Staff used May 13 registration data to forecast turnout for the November general election and proposed equipment and poll-worker needs to match expected turnout. The forecast estimated 75% overall turnout with 60% on election day and projected the county would need "208 electronic poll books, 85 DS200 scanners" and about "771 poll workers," up from 443 in 2022, according to staff.
Board members focused on whether the State Election Commission (SEC) would provide funds for a statewide purchase of newer DS300 scanners. "The Senate approved 12,000,000 out of that 25 [million], and the house approved $1," a board member said, summarizing the competing legislative proposals. One board member reported a separate conversation with a state senator that suggested the requested money had been approved and signed; staff and other board members said the budget was still unsettled and that approval would likely depend on conference committee outcomes in June.

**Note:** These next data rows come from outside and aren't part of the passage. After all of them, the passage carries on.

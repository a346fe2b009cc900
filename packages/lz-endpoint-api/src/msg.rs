use cosmwasm_schema::{cw_serde, QueryResponses};
use cosmwasm_std::{HexBinary, Uint128};

use crate::ChainId;

/// Execute interface every endpoint offers to user applications.
#[cw_serde]
pub enum ExecuteMsg {
    /// Send `payload` to the application addressed by `destination` (a trusted-remote path) on
    /// `dst_chain_id`. The native fee is attached as funds; any excess goes to `refund_address`.
    Send {
        dst_chain_id: ChainId,
        destination: HexBinary,
        payload: HexBinary,
        refund_address: String,
        zro_payment_address: Option<String>,
        adapter_params: HexBinary,
    },
}

#[cw_serde]
#[derive(QueryResponses)]
pub enum QueryMsg {
    /// Fees to deliver `payload` from `user_application` to `dst_chain_id` under current conditions
    #[returns(FeesResponse)]
    EstimateFees {
        dst_chain_id: ChainId,
        user_application: String,
        payload: HexBinary,
        pay_in_zro: bool,
        adapter_params: HexBinary,
    },
    #[returns(u64)]
    InboundNonce {
        src_chain_id: ChainId,
        src_address: HexBinary,
    },
    #[returns(u64)]
    OutboundNonce {
        dst_chain_id: ChainId,
        src_address: String,
    },
}

#[cw_serde]
pub struct FeesResponse {
    pub native_fee: Uint128,
    pub zro_fee: Uint128,
}

/// A message delivered by an endpoint to the receiving application.
#[cw_serde]
pub struct LzReceiveMsg {
    pub src_chain_id: ChainId,
    /// trusted-remote path of the sender: remote application bytes followed by local application bytes
    pub src_address: HexBinary,
    pub nonce: u64,
    pub payload: HexBinary,
}

/// Execute message shape the endpoint uses to call into a receiving application.
/// Applications embed it as an `LzReceive(LzReceiveMsg)` variant of their own `ExecuteMsg`.
#[cw_serde]
pub enum LzReceiverMsg {
    LzReceive(LzReceiveMsg),
}
use cosmwasm_std::{to_json_binary, Binary, Deps, HexBinary};
use error_stack::{Result, ResultExt};
use lz_endpoint_api::{ChainId, FeesResponse};
use relayer_wasm_std::address;

use super::execute;
use crate::state;

#[derive(thiserror::Error, Debug)]
pub enum Error {
    #[error("failed to serialize the response")]
    JsonSerialization,
    #[error("failed to access the endpoint state")]
    State,
    #[error("invalid address")]
    InvalidAddress,
    #[error("failed to compute the fee")]
    Fee,
}

pub fn estimate_fees(
    deps: Deps,
    payload: HexBinary,
    adapter_params: HexBinary,
) -> Result<Binary, Error> {
    let config = state::load_config(deps.storage).change_context(Error::State)?;
    let native_fee =
        execute::fee(&config, payload.len(), adapter_params.len()).change_context(Error::Fee)?;

    to_json_binary(&FeesResponse {
        native_fee,
        zro_fee: Default::default(),
    })
    .change_context(Error::JsonSerialization)
}

pub fn inbound_nonce(
    deps: Deps,
    src_chain_id: ChainId,
    src_address: HexBinary,
) -> Result<Binary, Error> {
    let nonce = state::inbound_nonce(deps.storage, src_chain_id, &src_address)
        .change_context(Error::State)?;

    to_json_binary(&nonce).change_context(Error::JsonSerialization)
}

pub fn outbound_nonce(
    deps: Deps,
    dst_chain_id: ChainId,
    src_address: String,
) -> Result<Binary, Error> {
    let sender = address::validate_cosmwasm_address(deps.api, &src_address)
        .change_context(Error::InvalidAddress)?;
    let nonce =
        state::outbound_nonce(deps.storage, dst_chain_id, &sender).change_context(Error::State)?;

    to_json_binary(&nonce).change_context(Error::JsonSerialization)
}

pub fn has_stored_payload(
    deps: Deps,
    src_chain_id: ChainId,
    src_address: HexBinary,
) -> Result<Binary, Error> {
    let stored = state::may_load_stored_payload(deps.storage, src_chain_id, &src_address)
        .change_context(Error::State)?
        .is_some();

    to_json_binary(&stored).change_context(Error::JsonSerialization)
}

pub fn chain_id(deps: Deps) -> Result<Binary, Error> {
    let config = state::load_config(deps.storage).change_context(Error::State)?;

    to_json_binary(&config.chain_id).change_context(Error::JsonSerialization)
}
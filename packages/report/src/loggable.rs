use std::error::Error;
use std::fmt::{Display, Formatter};
use std::mem;

use error_stack::{AttachmentKind, FrameKind, Report};
use itertools::Itertools;

/// Flattened view of an error-stack report: one layer per context, outermost first.
///
/// Contracts cannot hand a `Report` to the host chain, so the chain of contexts and
/// their printable attachments is captured here and rendered as a single message.
#[derive(PartialEq, Eq, Debug, Default, Clone)]
pub struct LoggableError {
    pub msg: String,
    pub attachments: Vec<String>,
    pub cause: Option<Box<LoggableError>>,
}

impl LoggableError {
    /// Iterates over this error and all of its causes, outermost first.
    pub fn chain(&self) -> impl Iterator<Item = &LoggableError> {
        std::iter::successors(Some(self), |err| err.cause.as_deref())
    }

    /// Returns true if any layer of the chain carries exactly this message.
    pub fn contains(&self, msg: &str) -> bool {
        self.chain().any(|err| err.msg == msg)
    }

    pub fn root_cause(&self) -> &LoggableError {
        self.chain().last().unwrap_or(self)
    }
}

impl Display for LoggableError {
    fn fmt(&self, f: &mut Formatter<'_>) -> std::fmt::Result {
        write!(f, "{}", self.msg)?;

        if !self.attachments.is_empty() {
            write!(f, " ({})", self.attachments.iter().join(", "))?;
        }

        match &self.cause {
            Some(cause) => write!(f, ": {}", cause),
            None => Ok(()),
        }
    }
}

impl Error for LoggableError {}

impl<T> From<&Report<T>> for LoggableError {
    fn from(report: &Report<T>) -> Self {
        // frames are yielded outermost first, with each context preceded by its own attachments
        let mut layers = Vec::new();
        let mut attachments = Vec::new();

        for frame in report.frames() {
            match frame.kind() {
                FrameKind::Context(context) => {
                    attachments.reverse();
                    layers.push(LoggableError {
                        msg: context.to_string(),
                        attachments: mem::take(&mut attachments),
                        cause: None,
                    });
                }
                FrameKind::Attachment(AttachmentKind::Printable(printable)) => {
                    attachments.push(printable.to_string())
                }
                // locations, backtraces and other opaque attachments carry no message
                FrameKind::Attachment(_) => {}
            }
        }

        layers
            .into_iter()
            .rev()
            .fold(None, |cause, mut layer: LoggableError| {
                layer.cause = cause.map(Box::new);
                Some(layer)
            })
            .unwrap_or_default()
    }
}
//! Static deployment tables mapping public chain ids to messaging layer chain ids, and network
//! names to the messaging layer endpoint deployed on them.

use error_stack::{report, Result};
use lz_endpoint_api::ChainId;

/// Protocol fee used when a deployment does not configure one.
pub const DEFAULT_PROTOCOL_FEE: u128 = 50_000_000;

#[derive(thiserror::Error, Debug, PartialEq)]
pub enum Error {
    #[error("Unknown network {0}")]
    UnknownNetwork(String),
    #[error("no messaging layer chain id known for public chain id {0}")]
    UnknownChainId(u64),
}

const CHAIN_IDS: &[(u64, u16)] = &[
    (5, 10121),        // goerli
    (97, 10102),       // bsc-testnet
    (43113, 10106),    // fuji
    (80001, 10109),    // mumbai
    (421613, 10143),   // arbitrum-goerli
    (84531, 10160),    // base-goerli
    (11155111, 10161), // sepolia
];

const ENDPOINTS: &[(&str, &str)] = &[
    ("goerli", "0xbfD2135BFfbb0B5378b56643c2Df8a87552Bfa23"),
    ("bsc-testnet", "0x6Fcb97553D41516Cb228ac03FdC8B9a0a9df04A1"),
    ("fuji", "0x93f54D755A063cE7bB9e6Ac47Eccc8e33411d706"),
    ("mumbai", "0xf69186dfBa60DdB133E91E9A4B5673624293d8F8"),
    ("arbitrum-goerli", "0x6aB5Ae6822647046626e83ee6dB8187151E1d5ab"),
    ("optimism-goerli", "0xae92d5aD7583AD66E49A0c67BAd18F6ba52dDDc1"),
    ("fantom-testnet", "0x7dcAD72640F835B0FA36EFD3D6d3ec902C7E5acf"),
    ("meter-testnet", "0x3De2f3D1Ac59F18159ebCB422322Cb209BA96aAD"),
    ("zksync-testnet", "0x093D2CF57f764f09C3c2Ac58a42A2601B8C79281"),
];

pub fn lz_chain_id(public_chain_id: u64) -> Result<ChainId, Error> {
    CHAIN_IDS
        .iter()
        .find(|(public, _)| *public == public_chain_id)
        .map(|(_, lz)| ChainId::new(*lz))
        .ok_or_else(|| report!(Error::UnknownChainId(public_chain_id)))
}

pub fn endpoint(network: &str) -> Result<&'static str, Error> {
    ENDPOINTS
        .iter()
        .find(|(name, _)| *name == network)
        .map(|(_, endpoint)| *endpoint)
        .ok_or_else(|| report!(Error::UnknownNetwork(network.to_string())))
}

pub fn networks() -> impl Iterator<Item = &'static str> {
    ENDPOINTS.iter().map(|(name, _)| *name)
}
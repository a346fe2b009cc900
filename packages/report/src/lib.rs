mod loggable;

pub use crate::loggable::LoggableError;
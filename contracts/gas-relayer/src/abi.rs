use std::fmt::{Display, Formatter};

use alloy_primitives::Address;
use alloy_sol_types::{sol, SolValue};
use cosmwasm_std::HexBinary;
use error_stack::{ensure, Report, ResultExt};

sol! {
    /// Payload of a relay message, encoded as `abi.encode(address recipient)`.
    struct GasDrop {
        address recipient;
    }
}

const ADDRESS_LEN: usize = 20;
const PAYLOAD_LEN: usize = 32;

#[derive(thiserror::Error, Debug, PartialEq)]
pub enum Error {
    #[error("recipient must be a 20-byte address, got {0} bytes")]
    InvalidRecipientLength(usize),
    #[error("payload must be exactly {PAYLOAD_LEN} bytes, got {0}")]
    InvalidPayloadLength(usize),
    #[error("payload is not an abi encoded address")]
    AbiDecodeFailed,
}

/// Recipient of relayed gas, in the 20-byte address form carried by relay payloads.
#[derive(Debug, Clone, Copy, PartialEq, Eq)]
pub struct Recipient(Address);

impl Recipient {
    pub fn as_slice(&self) -> &[u8] {
        self.0.as_slice()
    }

    pub fn abi_encode(&self) -> HexBinary {
        GasDrop { recipient: self.0 }.abi_encode_params().into()
    }

    /// Strict decoding: exactly one word, with a zero-padded address in it.
    pub fn abi_decode(payload: &[u8]) -> Result<Self, Report<Error>> {
        ensure!(
            payload.len() == PAYLOAD_LEN,
            Error::InvalidPayloadLength(payload.len())
        );

        GasDrop::abi_decode_params(payload, true)
            .change_context(Error::AbiDecodeFailed)
            .map(|decoded| Recipient(decoded.recipient))
    }
}

impl TryFrom<&[u8]> for Recipient {
    type Error = Report<Error>;

    fn try_from(bytes: &[u8]) -> Result<Self, Self::Error> {
        ensure!(
            bytes.len() == ADDRESS_LEN,
            Error::InvalidRecipientLength(bytes.len())
        );

        Ok(Recipient(Address::from_slice(bytes)))
    }
}

impl From<Recipient> for HexBinary {
    fn from(recipient: Recipient) -> Self {
        recipient.as_slice().into()
    }
}

impl Display for Recipient {
    fn fmt(&self, f: &mut Formatter<'_>) -> std::fmt::Result {
        write!(f, "{}", HexBinary::from(*self))
    }
}

#[cfg(test)]
mod tests {
    use assert_ok::assert_ok;
    use relayer_wasm_std::assert_err_contains;

    use super::*;

    fn recipient() -> Recipient {
        assert_ok!(Recipient::try_from(
            hex::decode("ca9e2d3a0bb4c3d8ae2f4b1a5e6f70812233aabb")
                .unwrap()
                .as_slice()
        ))
    }

    #[test]
    fn payload_is_the_abi_encoded_address() {
        let payload = recipient().abi_encode();

        assert_eq!(
            payload.to_hex(),
            "000000000000000000000000ca9e2d3a0bb4c3d8ae2f4b1a5e6f70812233aabb"
        );
        assert_eq!(assert_ok!(Recipient::abi_decode(&payload)), recipient());
    }

    #[test]
    fn recipient_must_have_twenty_bytes() {
        assert_err_contains!(
            Recipient::try_from([1u8; 32].as_slice()),
            Error,
            Error::InvalidRecipientLength(32)
        );
        assert_err_contains!(
            Recipient::try_from([].as_slice()),
            Error,
            Error::InvalidRecipientLength(0)
        );
    }

    #[test]
    fn payload_with_wrong_length_is_rejected() {
        let mut payload = recipient().abi_encode().to_vec();
        payload.push(0);

        assert_err_contains!(
            Recipient::abi_decode(&payload),
            Error,
            Error::InvalidPayloadLength(33)
        );
        assert_err_contains!(
            Recipient::abi_decode(&payload[..20]),
            Error,
            Error::InvalidPayloadLength(20)
        );
    }

    #[test]
    fn payload_with_dirty_padding_is_rejected() {
        let mut payload = recipient().abi_encode().to_vec();
        payload[0] = 1;

        assert_err_contains!(
            Recipient::abi_decode(&payload),
            Error,
            Error::AbiDecodeFailed
        );
    }

    #[test]
    fn recipient_displays_as_hex() {
        assert_eq!(
            recipient().to_string(),
            "ca9e2d3a0bb4c3d8ae2f4b1a5e6f70812233aabb"
        );
    }
}
/// Pipes a value into a function, so that chains like `result?.then(Ok)` read left to right.
pub trait FnExt {
    fn then<F, T>(self, func: F) -> T
    where
        F: FnOnce(Self) -> T,
        Self: Sized,
    {
        func(self)
    }
}

impl<T> FnExt for T {}
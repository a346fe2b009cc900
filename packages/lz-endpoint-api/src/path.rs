//! Trusted-remote paths: the remote application's address bytes followed by the local one's.

use cosmwasm_std::HexBinary;

pub fn encode(remote: &[u8], local: &[u8]) -> HexBinary {
    [remote, local].concat().into()
}

/// Splits the remote application's bytes off a path that ends with `local`.
pub fn remote<'a>(path: &'a [u8], local: &[u8]) -> Option<&'a [u8]> {
    path.strip_suffix(local).filter(|remote| !remote.is_empty())
}
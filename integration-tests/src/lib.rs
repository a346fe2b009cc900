pub mod contract;
pub mod gas_relayer_contract;
pub mod lz_endpoint_contract;
pub mod protocol;
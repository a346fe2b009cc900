use cosmwasm_schema::cw_serde;
use cosmwasm_std::{Addr, HexBinary, StdError, Storage, Uint128};
use cw_storage_plus::{Item, Map};
use lz_endpoint_api::{ChainId, LzReceiveMsg};
use relayer_wasm_std::counter::Counter;
use sha3::{Digest, Keccak256};

use crate::msg::ConfigResponse;

#[derive(thiserror::Error, Debug)]
pub enum Error {
    #[error(transparent)]
    Std(#[from] StdError),
    #[error("relayer config is missing")]
    MissingConfig,
    #[error("no trusted remote configured for chain {0}")]
    TrustedRemoteNotFound(ChainId),
    #[error("no inbound delivery is in flight")]
    PendingDeliveryNotFound,
}

#[cw_serde]
pub struct Config {
    pub endpoint: Addr,
    pub denom: String,
    pub protocol_fee: Uint128,
    pub delivery_amount: Uint128,
    pub require_trusted_destination: bool,
}

impl From<Config> for ConfigResponse {
    fn from(config: Config) -> Self {
        ConfigResponse {
            endpoint: config.endpoint,
            denom: config.denom,
            protocol_fee: config.protocol_fee,
            delivery_amount: config.delivery_amount,
            require_trusted_destination: config.require_trusted_destination,
        }
    }
}

type FailedMessageKey = (u16, Vec<u8>, u64);

const CONFIG: Item<Config> = Item::new("config");
const TRUSTED_REMOTES: Map<u16, HexBinary> = Map::new("trusted_remotes");
/// keccak256 of the payload of every delivery that failed and awaits a retry
const FAILED_MESSAGES: Map<FailedMessageKey, HexBinary> = Map::new("failed_messages");
const PENDING_DELIVERY: Item<LzReceiveMsg> = Item::new("pending_delivery");
pub const RELAYS_SENT: Counter<u64> = Counter::new("relays_sent");

pub fn load_config(storage: &dyn Storage) -> Result<Config, Error> {
    CONFIG.may_load(storage)?.ok_or(Error::MissingConfig)
}

pub fn save_config(storage: &mut dyn Storage, config: &Config) -> Result<(), Error> {
    Ok(CONFIG.save(storage, config)?)
}

pub fn update_config(
    storage: &mut dyn Storage,
    update: impl FnOnce(Config) -> Config,
) -> Result<Config, Error> {
    let config = update(load_config(storage)?);
    save_config(storage, &config)?;
    Ok(config)
}

pub fn may_load_trusted_remote(
    storage: &dyn Storage,
    chain_id: ChainId,
) -> Result<Option<HexBinary>, Error> {
    Ok(TRUSTED_REMOTES.may_load(storage, chain_id.into())?)
}

pub fn save_trusted_remote(
    storage: &mut dyn Storage,
    chain_id: ChainId,
    path: &HexBinary,
) -> Result<(), Error> {
    Ok(TRUSTED_REMOTES.save(storage, chain_id.into(), path)?)
}

pub fn remove_trusted_remote(storage: &mut dyn Storage, chain_id: ChainId) -> Result<(), Error> {
    if !TRUSTED_REMOTES.has(storage, chain_id.into()) {
        return Err(Error::TrustedRemoteNotFound(chain_id));
    }

    TRUSTED_REMOTES.remove(storage, chain_id.into());
    Ok(())
}

pub fn payload_hash(payload: &[u8]) -> HexBinary {
    HexBinary::from(Keccak256::digest(payload).as_slice())
}

fn failed_message_key(src_chain_id: ChainId, src_address: &[u8], nonce: u64) -> FailedMessageKey {
    (src_chain_id.into(), src_address.to_vec(), nonce)
}

pub fn save_failed_message(storage: &mut dyn Storage, msg: &LzReceiveMsg) -> Result<(), Error> {
    Ok(FAILED_MESSAGES.save(
        storage,
        failed_message_key(msg.src_chain_id, &msg.src_address, msg.nonce),
        &payload_hash(&msg.payload),
    )?)
}

pub fn may_load_failed_message(
    storage: &dyn Storage,
    src_chain_id: ChainId,
    src_address: &[u8],
    nonce: u64,
) -> Result<Option<HexBinary>, Error> {
    Ok(FAILED_MESSAGES.may_load(
        storage,
        failed_message_key(src_chain_id, src_address, nonce),
    )?)
}

pub fn remove_failed_message(
    storage: &mut dyn Storage,
    src_chain_id: ChainId,
    src_address: &[u8],
    nonce: u64,
) {
    FAILED_MESSAGES.remove(
        storage,
        failed_message_key(src_chain_id, src_address, nonce),
    )
}

pub fn save_pending_delivery(storage: &mut dyn Storage, msg: &LzReceiveMsg) -> Result<(), Error> {
    Ok(PENDING_DELIVERY.save(storage, msg)?)
}

pub fn take_pending_delivery(storage: &mut dyn Storage) -> Result<LzReceiveMsg, Error> {
    let msg = PENDING_DELIVERY
        .may_load(storage)?
        .ok_or(Error::PendingDeliveryNotFound)?;
    PENDING_DELIVERY.remove(storage);

    Ok(msg)
}
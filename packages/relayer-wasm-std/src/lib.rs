pub use crate::error::ContractError;
pub use crate::fn_ext::FnExt;

pub mod address;
pub mod counter;
pub mod error;
mod fn_ext;
pub mod permission_control;

#[cfg(feature = "derive")]
pub use relayer_wasm_std_derive::IntoContractError;
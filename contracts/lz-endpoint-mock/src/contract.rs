#[cfg(not(feature = "library"))]
use cosmwasm_std::entry_point;
use cosmwasm_std::{Binary, Deps, DepsMut, Env, MessageInfo, Reply, Response};
use error_stack::{report, ResultExt};
use lz_endpoint_api::ChainId;
use relayer_wasm_std::error::ContractError;
use relayer_wasm_std::{FnExt, IntoContractError};

use crate::msg::{ExecuteMsg, InstantiateMsg, QueryMsg};
use crate::state::{self, Config};

mod execute;
mod query;

const CONTRACT_NAME: &str = env!("CARGO_PKG_NAME");
const CONTRACT_VERSION: &str = env!("CARGO_PKG_VERSION");

const RECEIVE_REPLY_ID: u64 = 1;

#[derive(thiserror::Error, Debug, IntoContractError)]
pub enum Error {
    #[error("failed to instantiate the endpoint")]
    Instantiate,
    #[error("failed to set a destination endpoint")]
    SetDestLzEndpoint,
    #[error("failed to send to chain {0}")]
    Send(ChainId),
    #[error("failed to receive payload {nonce} from chain {src_chain_id}")]
    ReceivePayload { src_chain_id: ChainId, nonce: u64 },
    #[error("failed to retry the stored payload from chain {0}")]
    RetryPayload(ChainId),
    #[error("failed to handle reply {0}")]
    Reply(u64),
    #[error("unknown reply id {0}")]
    UnknownReplyId(u64),
    #[error("failed to estimate fees to chain {0}")]
    EstimateFees(ChainId),
    #[error("failed to query a nonce")]
    QueryNonce,
    #[error("failed to query a stored payload")]
    QueryStoredPayload,
    #[error("failed to query the chain id")]
    QueryChainId,
}

#[cfg_attr(not(feature = "library"), entry_point)]
pub fn instantiate(
    deps: DepsMut,
    _: Env,
    _: MessageInfo,
    msg: InstantiateMsg,
) -> Result<Response, ContractError> {
    cw2::set_contract_version(deps.storage, CONTRACT_NAME, CONTRACT_VERSION)?;

    state::save_config(
        deps.storage,
        &Config {
            chain_id: msg.chain_id,
            denom: msg.denom,
            base_fee: msg.base_fee,
            fee_per_byte: msg.fee_per_byte,
        },
    )
    .change_context(Error::Instantiate)?;

    Ok(Response::new())
}

#[cfg_attr(not(feature = "library"), entry_point)]
pub fn execute(
    deps: DepsMut,
    _: Env,
    info: MessageInfo,
    msg: ExecuteMsg,
) -> Result<Response, ContractError> {
    match msg {
        ExecuteMsg::SetDestLzEndpoint {
            destination,
            endpoint,
        } => execute::set_dest_lz_endpoint(deps, destination, endpoint)
            .change_context(Error::SetDestLzEndpoint),
        ExecuteMsg::Send {
            dst_chain_id,
            destination,
            payload,
            refund_address,
            zro_payment_address: _,
            adapter_params,
        } => execute::send(
            deps,
            info,
            dst_chain_id,
            destination,
            payload,
            refund_address,
            adapter_params,
        )
        .change_context(Error::Send(dst_chain_id)),
        ExecuteMsg::ReceivePayload {
            src_chain_id,
            src_address,
            dst_address,
            nonce,
            payload,
        } => execute::receive_payload(deps, src_chain_id, src_address, dst_address, nonce, payload)
            .change_context(Error::ReceivePayload {
                src_chain_id,
                nonce,
            }),
        ExecuteMsg::RetryPayload {
            src_chain_id,
            src_address,
            payload,
        } => execute::retry_payload(deps, src_chain_id, src_address, payload)
            .change_context(Error::RetryPayload(src_chain_id)),
    }?
    .then(Ok)
}

#[cfg_attr(not(feature = "library"), entry_point)]
pub fn reply(deps: DepsMut, _: Env, reply: Reply) -> Result<Response, ContractError> {
    match reply.id {
        RECEIVE_REPLY_ID => {
            execute::handle_receive_result(deps, reply.result).change_context(Error::Reply(reply.id))
        }
        id => Err(report!(Error::UnknownReplyId(id))),
    }?
    .then(Ok)
}

#[cfg_attr(not(feature = "library"), entry_point)]
pub fn query(deps: Deps, _: Env, msg: QueryMsg) -> Result<Binary, ContractError> {
    match msg {
        QueryMsg::EstimateFees {
            dst_chain_id,
            payload,
            adapter_params,
            ..
        } => query::estimate_fees(deps, payload, adapter_params)
            .change_context(Error::EstimateFees(dst_chain_id)),
        QueryMsg::InboundNonce {
            src_chain_id,
            src_address,
        } => query::inbound_nonce(deps, src_chain_id, src_address).change_context(Error::QueryNonce),
        QueryMsg::OutboundNonce {
            dst_chain_id,
            src_address,
        } => query::outbound_nonce(deps, dst_chain_id, src_address).change_context(Error::QueryNonce),
        QueryMsg::HasStoredPayload {
            src_chain_id,
            src_address,
        } => query::has_stored_payload(deps, src_chain_id, src_address)
            .change_context(Error::QueryStoredPayload),
        QueryMsg::ChainId => query::chain_id(deps).change_context(Error::QueryChainId),
    }?
    .then(Ok)
}
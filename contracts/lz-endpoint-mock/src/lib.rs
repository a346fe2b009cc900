pub mod contract;
pub mod events;
pub mod msg;
mod state;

Director Marie Smalls told the board the county must plan for contingencies. "If we don't get the amount of money that we requested... perhaps the county will have to be a stop gap for the purchase of that equipment," she said, adding that any county purchase must be authorized by the SEC and that firmware and equipment-type differences complicate a patchwork approach. "Even though they may belong to the county, the state has a lot to say and do about it," she said.
Board members asked for a timeline: when a final decision on equipment type must be made to allow ordering, testing and programming in time for November. Staff said equipment suppliers had stock and that the SEC representative had "assured us that once everything is in place, the equipment will... be in more than enough time to be ready," but could not give exact dates. Board members cautioned that if the state buys newer DS300 models but Beaufort receives older DS200s or mixed models, firmware compatibility and certification could create added work.
Some members pressed the county to prepare a backfill budget request to the county administration so the county could procure equipment on a contingency basis if the SEC funding fell short; staff said county budget timing and approval processes would limit immediate purchases until June. Finance committee members noted the county already holds substantial equipment inventory (examples given in the meeting included 105 scanners, 213 electronic poll books and 565 ballot-marking devices), and suggested reallocating equipment where possible.
No formal procurement decision was taken; the board directed staff to continue coordination with the SEC and the county budget office and to plan for contingencies so the November election can be conducted if state funding is reduced or delayed.